Effects of convulsant barbiturates on vascular smooth muscle

Abstract

The convulsant barbiturate, 5-(2-cyclohexylidene-ethyl)-5-ethyl barbituric acid (cheb), produces contraction in rabbit aortic strips. Contractions effected by either cheb or tyramine were preceded by a lag time and both agents induced tachyphylaxis; however, cross-tachyphylaxis could not be demonstrated. Phenoxybenzamine and atropine failed to affect cheb-induced responses, whereas pentobarbitone selectively blocked and also reversed cheb contractions. Prevention, but not reversal, of tachyphylaxis was also accomplished with pentobarbitone.

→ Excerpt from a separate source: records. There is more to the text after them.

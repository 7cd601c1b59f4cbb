//! Symlink resource.
use anyhow::{Context as _, Result, bail};
use std::path::{Path, PathBuf};

use super::helpers::fs::{backup_path, ensure_parent_dir, entry_exists, is_real_dir, remove_any};
use super::{Applicable, Resource, ResourceChange, ResourceState};

/// A symlink resource that can be checked, applied and removed.
///
/// Applying replaces whatever occupies the target (file, directory or other
/// link). With `backup` set, a target that is not a symlink is first moved to
/// `<target>.backup`, unless that backup already exists.
#[derive(Debug, Clone)]
pub struct SymlinkResource {
    /// The source file/directory (what the symlink points to).
    pub source: PathBuf,
    /// The target path (where the symlink will be created).
    pub target: PathBuf,
    /// Move non-symlink targets aside instead of deleting them.
    pub backup: bool,
}

impl SymlinkResource {
    /// Create a new symlink resource that overwrites its target.
    #[must_use]
    pub const fn new(source: PathBuf, target: PathBuf) -> Self {
        Self {
            source,
            target,
            backup: false,
        }
    }

    /// Enable or disable backup-before-overwrite.
    #[must_use]
    pub const fn with_backup(mut self, backup: bool) -> Self {
        self.backup = backup;
        self
    }

    /// Where the current target will be moved by `apply()`, if anywhere.
    #[must_use]
    pub fn backup_destination(&self) -> Option<PathBuf> {
        if !self.backup {
            return None;
        }
        let is_link = self.target.symlink_metadata().is_ok_and(|m| m.is_symlink());
        if is_link || !entry_exists(&self.target) {
            return None;
        }
        let backup = backup_path(&self.target);
        (!entry_exists(&backup)).then_some(backup)
    }

    /// Whether the target is a symlink pointing at the source.
    #[must_use]
    pub fn is_linked(&self) -> bool {
        std::fs::read_link(&self.target).is_ok_and(|existing| paths_equal(&existing, &self.source))
    }

    /// Whether the target path is the source itself or one of its ancestors.
    ///
    /// True when the repository is checked out under the home directory at a
    /// destination path, e.g. cloned to `~/.config`. Only the target's parent
    /// is resolved, so a target that is itself a link never matches.
    #[must_use]
    pub fn target_holds_source(&self) -> bool {
        let (Some(parent), Some(name)) = (self.target.parent(), self.target.file_name()) else {
            return false;
        };
        let (Ok(parent), Ok(source)) = (
            dunce::canonicalize(parent),
            dunce::canonicalize(&self.source),
        ) else {
            return false;
        };
        source.starts_with(parent.join(name))
    }
}

impl Applicable for SymlinkResource {
    fn description(&self) -> String {
        format!("{} -> {}", self.target.display(), self.source.display())
    }

    fn apply(&self) -> Result<ResourceChange> {
        if !self.source.exists() {
            bail!("source does not exist: {}", self.source.display());
        }
        if self.target_holds_source() {
            bail!(
                "{} is the repository source itself, refusing to replace it",
                self.target.display()
            );
        }
        if self.is_linked() {
            return Ok(ResourceChange::AlreadyCorrect);
        }

        ensure_parent_dir(&self.target)?;

        if let Some(backup) = self.backup_destination() {
            std::fs::rename(&self.target, &backup).with_context(|| {
                format!(
                    "back up {} to {}",
                    self.target.display(),
                    backup.display()
                )
            })?;
        } else {
            remove_any(&self.target)
                .with_context(|| format!("remove existing: {}", self.target.display()))?;
        }

        create_symlink(&self.source, &self.target)
            .with_context(|| format!("create link: {}", self.target.display()))?;

        Ok(ResourceChange::Applied)
    }

    fn remove(&self) -> Result<ResourceChange> {
        if !self.is_linked() {
            return Ok(ResourceChange::Skipped {
                reason: format!("{} is not linked to the repository", self.target.display()),
            });
        }
        remove_any(&self.target)?;
        Ok(ResourceChange::Applied)
    }
}

impl Resource for SymlinkResource {
    fn current_state(&self) -> Result<ResourceState> {
        if !self.source.exists() {
            return Ok(ResourceState::Invalid {
                reason: format!("source does not exist: {}", self.source.display()),
            });
        }
        if self.target_holds_source() {
            return Ok(ResourceState::Invalid {
                reason: format!("{} is the repository source itself", self.target.display()),
            });
        }

        match std::fs::read_link(&self.target) {
            Ok(existing) if paths_equal(&existing, &self.source) => Ok(ResourceState::Correct),
            Ok(existing) => Ok(ResourceState::Incorrect {
                current: format!("points to {}", existing.display()),
            }),
            Err(_) if is_real_dir(&self.target) => Ok(ResourceState::Incorrect {
                current: "target is a directory".to_string(),
            }),
            Err(_) if entry_exists(&self.target) => Ok(ResourceState::Incorrect {
                current: "target is a regular file".to_string(),
            }),
            Err(_) => Ok(ResourceState::Missing),
        }
    }
}

/// Compare two paths for equality, handling UNC prefix normalization on Windows.
fn paths_equal(a: &Path, b: &Path) -> bool {
    let normalize = |p: &Path| -> PathBuf {
        #[cfg(windows)]
        {
            let s = p.to_string_lossy();
            if let Some(stripped) = s.strip_prefix(r"\\?\") {
                return PathBuf::from(stripped);
            }
        }
        p.to_path_buf()
    };

    normalize(a) == normalize(b)
}

/// Create a symlink at `link` pointing to `target`.
fn create_symlink(target: &Path, link: &Path) -> Result<()> {
    #[cfg(unix)]
    std::os::unix::fs::symlink(target, link).with_context(|| {
        format!(
            "creating symlink {} -> {}",
            link.display(),
            target.display()
        )
    })?;

    #[cfg(windows)]
    {
        let result = if target.is_dir() {
            std::os::windows::fs::symlink_dir(target, link)
        } else {
            std::os::windows::fs::symlink_file(target, link)
        };
        result.with_context(|| {
            format!(
                "creating symlink {} -> {} (requires developer mode)",
                link.display(),
                target.display()
            )
        })?;
    }

    Ok(())
}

These results suggest that cheb does not act through the release of noradrenaline or acetylcholine; nor does it exert an effect on the receptors for these amines or on those for histamine. Pentobarbitone, however, appears to compete with cheb for common receptors. Another convulsant barbiturate, 5-ethyl-5-(dimethylbutyl)barbituric acid (dmbb), and its optical isomers were also examined. The racemic mixture had no contractile activity, but the (+)-isomer elicited cheb-like effects. The (-)-isomer, on the other hand, was like pentobarbitone in that it antagonized both cheb- and (+)-dmbb-induced contractions. These studies illustrate that convulsant barbiturates are able to stimulate vascular smooth muscle; therefore, it is suggested that the rabbit aortic strip may serve as an in vitro working model for study of the mechanism of action of these drugs in the central nervous system.